◆ LISTED ENTRIES:

=-=-=

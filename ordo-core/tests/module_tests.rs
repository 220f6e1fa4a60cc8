// ABOUTME: Integration tests for module activation through the client
// ABOUTME: Dependency order, failure handling, unloading and lifecycle events

use anyhow::Result;
use async_trait::async_trait;
use ordo_core::events::{listener_fn, names, EventOrder, EventPayload};
use ordo_core::traits::{ChatPlatform, MessageContent};
use ordo_core::{Client, Module, ModuleDescriptor, ModuleError};
use std::sync::{Arc, Mutex};
use std::time::Duration;
use tokio::sync::Notify;

struct SilentPlatform;

#[async_trait]
impl ChatPlatform for SilentPlatform {
    fn platform_id(&self) -> &str {
        "silent"
    }

    fn bot_user_id(&self) -> &str {
        "bot"
    }

    async fn send(&self, _channel_id: &str, _content: MessageContent) -> Result<()> {
        Ok(())
    }
}

/// Module that logs its lifecycle and listens on `ready` under its own name
struct TestModule {
    descriptor: ModuleDescriptor,
    log: Arc<Mutex<Vec<String>>>,
    fail: bool,
}

impl TestModule {
    fn new(descriptor: ModuleDescriptor, log: &Arc<Mutex<Vec<String>>>) -> Arc<dyn Module> {
        Arc::new(Self {
            descriptor,
            log: log.clone(),
            fail: false,
        })
    }

    fn failing(descriptor: ModuleDescriptor, log: &Arc<Mutex<Vec<String>>>) -> Arc<dyn Module> {
        Arc::new(Self {
            descriptor,
            log: log.clone(),
            fail: true,
        })
    }
}

#[async_trait]
impl Module for TestModule {
    fn descriptor(&self) -> &ModuleDescriptor {
        &self.descriptor
    }

    async fn load(&self, client: &Client) -> Result<()> {
        self.register_event(client, names::READY, listener_fn(|_, _| Ok(())), EventOrder::new())?;
        if self.fail {
            anyhow::bail!("refusing to load");
        }
        self.log.lock().unwrap().push(format!("load {}", self.name()));
        Ok(())
    }

    async fn unload(&self, _client: &Client) -> Result<()> {
        self.log.lock().unwrap().push(format!("unload {}", self.name()));
        Ok(())
    }
}

/// Loads another module from inside its own load hook
struct Parent {
    descriptor: ModuleDescriptor,
    child: Arc<dyn Module>,
}

#[async_trait]
impl Module for Parent {
    fn descriptor(&self) -> &ModuleDescriptor {
        &self.descriptor
    }

    async fn load(&self, client: &Client) -> Result<()> {
        client.load_module(self.child.clone()).await?;
        Ok(())
    }
}

/// Unloads the built-in commands module while loading
struct Replacement {
    descriptor: ModuleDescriptor,
    unloaded: Arc<Mutex<Option<bool>>>,
}

#[async_trait]
impl Module for Replacement {
    fn descriptor(&self) -> &ModuleDescriptor {
        &self.descriptor
    }

    async fn load(&self, client: &Client) -> Result<()> {
        let unloaded = client.unload_module("commands").await;
        *self.unloaded.lock().unwrap() = Some(unloaded);
        Ok(())
    }
}

/// Load hook that waits until released
struct Gated {
    descriptor: ModuleDescriptor,
    entered: Arc<Notify>,
    release: Arc<Notify>,
}

#[async_trait]
impl Module for Gated {
    fn descriptor(&self) -> &ModuleDescriptor {
        &self.descriptor
    }

    async fn load(&self, _client: &Client) -> Result<()> {
        self.entered.notify_one();
        self.release.notified().await;
        Ok(())
    }
}

/// Listens on two events and drops one of them on request
struct Watcher {
    descriptor: ModuleDescriptor,
}

#[async_trait]
impl Module for Watcher {
    fn descriptor(&self) -> &ModuleDescriptor {
        &self.descriptor
    }

    async fn load(&self, client: &Client) -> Result<()> {
        self.register_event(client, names::READY, listener_fn(|_, _| Ok(())), EventOrder::new())?;
        self.register_event(
            client,
            names::MESSAGE,
            listener_fn(|_, _| Ok(())),
            EventOrder::new().after("commands"),
        )?;
        Ok(())
    }
}

fn client() -> Client {
    Client::builder(Arc::new(SilentPlatform)).build().unwrap()
}

#[tokio::test]
async fn test_requirements_load_first() {
    let client = client();
    let log = Arc::new(Mutex::new(Vec::new()));

    client
        .load_modules(vec![
            TestModule::new(ModuleDescriptor::new("music").requires("voice"), &log),
            TestModule::new(ModuleDescriptor::new("voice"), &log),
            TestModule::new(ModuleDescriptor::new("stats").requires("commands"), &log),
        ])
        .await
        .unwrap();

    assert_eq!(
        *log.lock().unwrap(),
        vec!["load voice", "load music", "load stats"]
    );
    assert_eq!(
        client.module_names(),
        vec!["commands", "voice", "music", "stats"]
    );
}

#[tokio::test]
async fn test_missing_dependency_activates_nothing() {
    let client = client();
    let log = Arc::new(Mutex::new(Vec::new()));

    let err = client
        .load_modules(vec![
            TestModule::new(ModuleDescriptor::new("fun"), &log),
            TestModule::new(ModuleDescriptor::new("music").requires("voice"), &log),
        ])
        .await
        .unwrap_err();

    assert!(matches!(err, ModuleError::MissingDependency { ref dependency, .. } if dependency == "voice"));
    assert!(log.lock().unwrap().is_empty());
    assert_eq!(client.module_names(), vec!["commands"]);
}

#[tokio::test]
async fn test_duplicate_of_active_module() {
    let client = client();
    let log = Arc::new(Mutex::new(Vec::new()));

    client
        .load_module(TestModule::new(ModuleDescriptor::new("fun"), &log))
        .await
        .unwrap();
    let err = client
        .load_module(TestModule::new(ModuleDescriptor::new("fun"), &log))
        .await
        .unwrap_err();
    assert!(matches!(err, ModuleError::Duplicate(ref name) if name == "fun"));
}

#[tokio::test]
async fn test_failed_load_retracts_its_listeners() {
    let client = client();
    let log = Arc::new(Mutex::new(Vec::new()));

    let err = client
        .load_modules(vec![
            TestModule::new(ModuleDescriptor::new("first"), &log),
            TestModule::failing(ModuleDescriptor::new("broken"), &log),
            TestModule::new(ModuleDescriptor::new("last"), &log),
        ])
        .await
        .unwrap_err();

    assert!(matches!(err, ModuleError::LoadFailed { ref name, .. } if name == "broken"));
    assert_eq!(*log.lock().unwrap(), vec!["load first"]);
    assert_eq!(client.module_names(), vec!["commands", "first"]);
    assert_eq!(client.events().load_order(names::READY), vec!["first"]);
}

#[tokio::test]
async fn test_unload_retracts_group() {
    let client = client();
    let log = Arc::new(Mutex::new(Vec::new()));

    client
        .load_module(TestModule::new(ModuleDescriptor::new("fun"), &log))
        .await
        .unwrap();
    assert!(client.events().has_listener("fun", names::READY));

    assert!(client.unload_module("fun").await);
    assert!(!client.unload_module("fun").await);
    assert!(!client.events().has_listener("fun", names::READY));
    assert_eq!(*log.lock().unwrap(), vec!["load fun", "unload fun"]);
    assert!(!client.has_module("fun"));
}

#[tokio::test]
async fn test_unloading_commands_stops_dispatch() {
    let client = client();
    assert!(client.events().has_listener("commands", names::MESSAGE));
    assert!(client.unload_module("commands").await);
    assert!(client.events().load_order(names::MESSAGE).is_empty());
}

#[tokio::test]
async fn test_connect_and_disconnect_fire_lifecycle_events() {
    let client = client();
    let log = Arc::new(Mutex::new(Vec::new()));

    for event in [
        names::BEFORE_CONNECT,
        names::AFTER_CONNECT,
        names::BEFORE_DISCONNECT,
        names::AFTER_DISCONNECT,
    ] {
        let log = log.clone();
        client
            .events()
            .register(
                "lifecycle",
                event,
                listener_fn(move |firing, payload| {
                    assert!(matches!(payload, EventPayload::Empty));
                    log.lock().unwrap().push(firing.name().to_string());
                    Ok(())
                }),
                EventOrder::new(),
            )
            .unwrap();
    }

    client.connect().await.unwrap();
    client.disconnect().await.unwrap();
    assert_eq!(
        *log.lock().unwrap(),
        vec![
            "beforeConnect",
            "afterConnect",
            "beforeDisconnect",
            "afterDisconnect"
        ]
    );
}

#[tokio::test]
async fn test_load_hook_can_load_another_module() {
    let client = client();
    let log = Arc::new(Mutex::new(Vec::new()));
    let parent: Arc<dyn Module> = Arc::new(Parent {
        descriptor: ModuleDescriptor::new("parent"),
        child: TestModule::new(ModuleDescriptor::new("child").requires("parent"), &log),
    });

    tokio::time::timeout(Duration::from_secs(2), client.load_module(parent))
        .await
        .expect("nested load should not hang")
        .unwrap();

    assert_eq!(client.module_names(), vec!["commands", "child", "parent"]);
    assert_eq!(*log.lock().unwrap(), vec!["load child"]);
}

#[tokio::test]
async fn test_load_hook_can_unload_another_module() {
    let client = client();
    let unloaded = Arc::new(Mutex::new(None));
    let replacement: Arc<dyn Module> = Arc::new(Replacement {
        descriptor: ModuleDescriptor::new("replacement"),
        unloaded: unloaded.clone(),
    });

    tokio::time::timeout(Duration::from_secs(2), client.load_module(replacement))
        .await
        .expect("unload from a load hook should not hang")
        .unwrap();

    assert_eq!(*unloaded.lock().unwrap(), Some(true));
    assert_eq!(client.module_names(), vec!["replacement"]);
    assert!(!client.events().has_listener("commands", names::MESSAGE));
}

#[tokio::test]
async fn test_loading_name_is_reserved() {
    let client = client();
    let log = Arc::new(Mutex::new(Vec::new()));
    let entered = Arc::new(Notify::new());
    let release = Arc::new(Notify::new());
    let gated: Arc<dyn Module> = Arc::new(Gated {
        descriptor: ModuleDescriptor::new("slow"),
        entered: entered.clone(),
        release: release.clone(),
    });

    let task = {
        let client = client.clone();
        tokio::spawn(async move { client.load_module(gated).await })
    };
    entered.notified().await;

    let err = client
        .load_module(TestModule::new(ModuleDescriptor::new("slow"), &log))
        .await
        .unwrap_err();
    assert!(matches!(err, ModuleError::Duplicate(ref name) if name == "slow"));
    assert!(!client.has_module("slow"));
    assert!(!client.unload_module("slow").await);

    release.notify_one();
    task.await.unwrap().unwrap();
    assert!(client.has_module("slow"));
    assert!(log.lock().unwrap().is_empty());
}

#[tokio::test]
async fn test_module_event_helpers_use_module_group() {
    let client = client();
    let watcher: Arc<dyn Module> = Arc::new(Watcher {
        descriptor: ModuleDescriptor::new("watcher"),
    });
    client.load_module(watcher.clone()).await.unwrap();

    assert!(client.events().has_listener("watcher", names::READY));
    assert_eq!(
        client.events().load_order(names::MESSAGE),
        vec!["commands", "watcher"]
    );

    assert!(watcher.unregister_event(&client, names::READY));
    assert!(!watcher.unregister_event(&client, names::READY));
    assert!(!client.events().has_listener("watcher", names::READY));
    assert!(client.events().has_listener("watcher", names::MESSAGE));

    assert!(client.unload_module("watcher").await);
    assert!(!client.events().has_listener("watcher", names::MESSAGE));
    assert_eq!(client.events().load_order(names::MESSAGE), vec!["commands"]);
}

=-=-=

◆ WHAT TO DO: If a line in the material contains "struct", show it.

◆ SOLVED PROBLEM:
struct SilentPlatform;
struct TestModule {
struct Parent {
struct Replacement {
struct Gated {
struct Watcher {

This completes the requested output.